(Saved entries)
┌──
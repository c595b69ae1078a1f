// SPDX-License-Identifier: Parity-7.0.0 OR PolyForm-Noncommercial-1.0.0

//! Device: the oracle tables plus allocation entry points.

use std::sync::{Arc, Mutex};

use crate::memory::{
    DedicatedHint, MemoryFeatures, MemoryHeap, MemoryRequirements, MemoryType, MemoryTypeMask,
    MemoryTypeTable, QueueCapabilities, QueueFamilyInfo,
};
use crate::resources::{BufferUsage, ImageUsage, ResourceId};

use super::buffer::RawBuffer;
use super::command::CommandPool;
use super::image::{ImageLayout, RawImage};
use super::memory::DeviceMemory;
use super::queue::Queue;

/// Backend failures.  Wrapped by the public error enums; never surfaced
/// raw.
#[derive(Debug, thiserror::Error)]
pub enum Error {
    #[error("heap {heap} exhausted: requested {requested} bytes, {available} available")]
    OutOfDeviceMemory {
        heap: u32,
        requested: u64,
        available: u64,
    },
    #[error("memory type {0} is not host-visible")]
    NotHostVisible(u32),
    #[error("resource is already bound to memory")]
    AlreadyBound,
    #[error("resource has no bound memory")]
    NotBound,
    #[error("access of {offset}+{len} exceeds size {size}")]
    OutOfBounds { offset: u64, len: u64, size: u64 },
    #[error("memory type index {0} out of range")]
    BadMemoryType(u32),
    #[error("queue family {0} does not exist")]
    BadQueueFamily(u32),
    #[error("queue family {family} cannot {operation}")]
    UnsupportedOperation { family: u32, operation: &'static str },
    #[error("operation requires a sparse resource")]
    NotSparse,
    #[error("operation requires a non-sparse resource")]
    Sparse,
    #[error("dedicated allocation bound to the wrong resource")]
    DedicatedMismatch,
}

impl Error {
    /// True when the failure is heap exhaustion, which the allocator treats
    /// as "try the next candidate type".
    pub fn is_out_of_memory(&self) -> bool {
        matches!(self, Error::OutOfDeviceMemory { .. })
    }
}

/// Static description of the modeled device.  The default models a discrete
/// card; tests shrink the heaps to provoke exhaustion.
#[derive(Debug, Clone)]
pub struct DeviceProfile {
    pub table: MemoryTypeTable,
    pub queue_families: Vec<QueueFamilyInfo>,
    pub sparse_block_size: u64,
    pub buffer_alignment: u64,
    pub image_alignment: u64,
    pub supports_dedicated: bool,
}

impl Default for DeviceProfile {
    fn default() -> DeviceProfile {
        const MIB: u64 = 1 << 20;
        let table = MemoryTypeTable::new(
            vec![
                // 0: plain VRAM
                MemoryType {
                    heap_index: 0,
                    features: MemoryFeatures::DEVICE_LOCAL,
                },
                // 1: system memory, coherent
                MemoryType {
                    heap_index: 1,
                    features: MemoryFeatures::HOST_VISIBLE
                        | MemoryFeatures::HOST_COHERENT
                        | MemoryFeatures::MAPPABLE,
                },
                // 2: BAR aperture
                MemoryType {
                    heap_index: 0,
                    features: MemoryFeatures::DEVICE_LOCAL
                        | MemoryFeatures::HOST_VISIBLE
                        | MemoryFeatures::HOST_COHERENT
                        | MemoryFeatures::MAPPABLE,
                },
                // 3: system memory, cached, needs flushes
                MemoryType {
                    heap_index: 1,
                    features: MemoryFeatures::HOST_VISIBLE
                        | MemoryFeatures::HOST_CACHED
                        | MemoryFeatures::MAPPABLE,
                },
            ],
            vec![MemoryHeap { size: 256 * MIB }, MemoryHeap { size: 1024 * MIB }],
        );
        let queue_families = vec![
            QueueFamilyInfo {
                index: 0,
                capabilities: QueueCapabilities::GRAPHICS
                    | QueueCapabilities::COMPUTE
                    | QueueCapabilities::TRANSFER
                    | QueueCapabilities::SPARSE_BIND,
                queue_count: 1,
            },
            QueueFamilyInfo {
                index: 1,
                capabilities: QueueCapabilities::COMPUTE
                    | QueueCapabilities::TRANSFER
                    | QueueCapabilities::SPARSE_BIND,
                queue_count: 2,
            },
            QueueFamilyInfo {
                index: 2,
                capabilities: QueueCapabilities::TRANSFER,
                queue_count: 1,
            },
        ];
        DeviceProfile {
            table,
            queue_families,
            sparse_block_size: 65536,
            buffer_alignment: 256,
            image_alignment: 4096,
            supports_dedicated: true,
        }
    }
}

#[derive(Debug)]
pub(super) struct DeviceShared {
    pub(super) profile: DeviceProfile,
    /// Bytes currently allocated per heap; grows on allocate, shrinks when
    /// a [DeviceMemory] drops.
    pub(super) heap_used: Mutex<Vec<u64>>,
}

/// The software device.  Cheap to clone; clones share all state.
#[derive(Debug, Clone)]
pub struct Device {
    pub(super) shared: Arc<DeviceShared>,
    queues: Arc<Vec<Queue>>,
}

impl Device {
    pub fn new(_entry_point: &super::EntryPoint) -> Result<Device, Error> {
        Ok(Device::with_profile(DeviceProfile::default()))
    }

    pub fn with_profile(profile: DeviceProfile) -> Device {
        let heap_count = profile.table.heaps().len();
        let shared = Arc::new(DeviceShared {
            profile,
            heap_used: Mutex::new(vec![0; heap_count]),
        });
        let queues = shared
            .profile
            .queue_families
            .iter()
            .map(|family| Queue::new(shared.clone(), *family))
            .collect();
        Device {
            shared,
            queues: Arc::new(queues),
        }
    }

    /// A device with the default profile, no entry point required.
    pub fn new_for_testing() -> Device {
        Device::with_profile(DeviceProfile::default())
    }

    pub fn memory_type_table(&self) -> &MemoryTypeTable {
        &self.shared.profile.table
    }

    pub fn queue_families(&self) -> &[QueueFamilyInfo] {
        &self.shared.profile.queue_families
    }

    pub fn supports_dedicated_allocation(&self) -> bool {
        self.shared.profile.supports_dedicated
    }

    pub fn sparse_block_size(&self) -> u64 {
        self.shared.profile.sparse_block_size
    }

    /// Bytes currently allocated from `heap`.
    pub fn heap_used(&self, heap: u32) -> u64 {
        self.shared.heap_used.lock().unwrap()[heap as usize]
    }

    /// One device allocation.  `dedicated` ties the allocation to a single
    /// resource; binding any other resource to it is rejected.
    pub fn allocate_memory(
        &self,
        type_index: u32,
        size: u64,
        dedicated: Option<ResourceId>,
    ) -> Result<DeviceMemory, Error> {
        let types = self.shared.profile.table.types();
        let Some(memory_type) = types.get(type_index as usize) else {
            return Err(Error::BadMemoryType(type_index));
        };
        let heap = memory_type.heap_index;
        let heap_size = self.shared.profile.table.heaps()[heap as usize].size;
        {
            let mut used = self.shared.heap_used.lock().unwrap();
            let available = heap_size.saturating_sub(used[heap as usize]);
            if size > available {
                return Err(Error::OutOfDeviceMemory {
                    heap,
                    requested: size,
                    available,
                });
            }
            used[heap as usize] += size;
        }
        Ok(DeviceMemory::new(
            self.shared.clone(),
            type_index,
            heap,
            memory_type.features,
            size,
            dedicated,
        ))
    }

    pub fn queue(&self, family: u32) -> Result<Queue, Error> {
        self.queues
            .iter()
            .find(|q| q.family_index() == family)
            .cloned()
            .ok_or(Error::BadQueueFamily(family))
    }

    pub fn create_command_pool(&self, family: u32) -> Result<CommandPool, Error> {
        if (family as usize) >= self.shared.profile.queue_families.len() {
            return Err(Error::BadQueueFamily(family));
        }
        Ok(CommandPool::new(family))
    }

    pub fn create_buffer(
        &self,
        size: u64,
        usage: BufferUsage,
        sparse: bool,
        debug_label: &str,
    ) -> Result<RawBuffer, Error> {
        Ok(RawBuffer::new(size, usage, sparse, debug_label))
    }

    pub fn create_image(
        &self,
        layout: ImageLayout,
        usage: ImageUsage,
        sparse: bool,
        debug_label: &str,
    ) -> Result<RawImage, Error> {
        Ok(RawImage::new(
            layout,
            usage,
            sparse,
            self.shared.profile.sparse_block_size,
            debug_label,
        ))
    }

    /// Memory requirements for a buffer, as the oracle reports them.
    pub fn buffer_requirements(&self, buffer: &RawBuffer) -> MemoryRequirements {
        let profile = &self.shared.profile;
        if buffer.is_sparse() {
            // sparse backing must be device-local, block-granular
            MemoryRequirements {
                size: crate::memory::round_up(buffer.size(), profile.sparse_block_size),
                alignment: profile.sparse_block_size,
                type_mask: self.mask_with(MemoryFeatures::DEVICE_LOCAL),
                dedicated: DedicatedHint::None,
            }
        } else {
            MemoryRequirements {
                size: buffer.size(),
                alignment: profile.buffer_alignment,
                type_mask: profile.table.full_mask(),
                dedicated: DedicatedHint::None,
            }
        }
    }

    /// Memory requirements for an image.  Render attachments require a
    /// dedicated allocation on this device; large images prefer one.
    pub fn image_requirements(&self, image: &RawImage) -> MemoryRequirements {
        const DEDICATED_PREFERRED_FLOOR: u64 = 16 << 20;
        let profile = &self.shared.profile;
        let size = crate::memory::round_up(image.total_bytes(), profile.image_alignment);
        let dedicated = if image.usage().contains(ImageUsage::RENDER_ATTACHMENT) {
            DedicatedHint::Required
        } else if size >= DEDICATED_PREFERRED_FLOOR {
            DedicatedHint::Preferred
        } else {
            DedicatedHint::None
        };
        MemoryRequirements {
            size,
            alignment: profile.image_alignment,
            type_mask: self.mask_with(MemoryFeatures::DEVICE_LOCAL),
            dedicated: if self.supports_dedicated_allocation() {
                dedicated
            } else {
                DedicatedHint::None
            },
        }
    }

    /// Tile extent for a sparse image of the given format, chosen so one
    /// tile occupies exactly one sparse block.
    pub fn image_sparse_granularity(&self, image: &RawImage) -> [u32; 3] {
        image.granularity_for_block(self.shared.profile.sparse_block_size)
    }

    fn mask_with(&self, features: MemoryFeatures) -> MemoryTypeMask {
        let table = &self.shared.profile.table;
        table.mask_satisfying(table.full_mask(), features)
    }
}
└──
*Directions:*
Search the data above and return each line in which "DeviceProfile" occurs.

*Task result:*
pub struct DeviceProfile {
impl Default for DeviceProfile {
    fn default() -> DeviceProfile {
        DeviceProfile {
    pub(super) profile: DeviceProfile,
        Ok(Device::with_profile(DeviceProfile::default()))
    pub fn with_profile(profile: DeviceProfile) -> Device {
        Device::with_profile(DeviceProfile::default())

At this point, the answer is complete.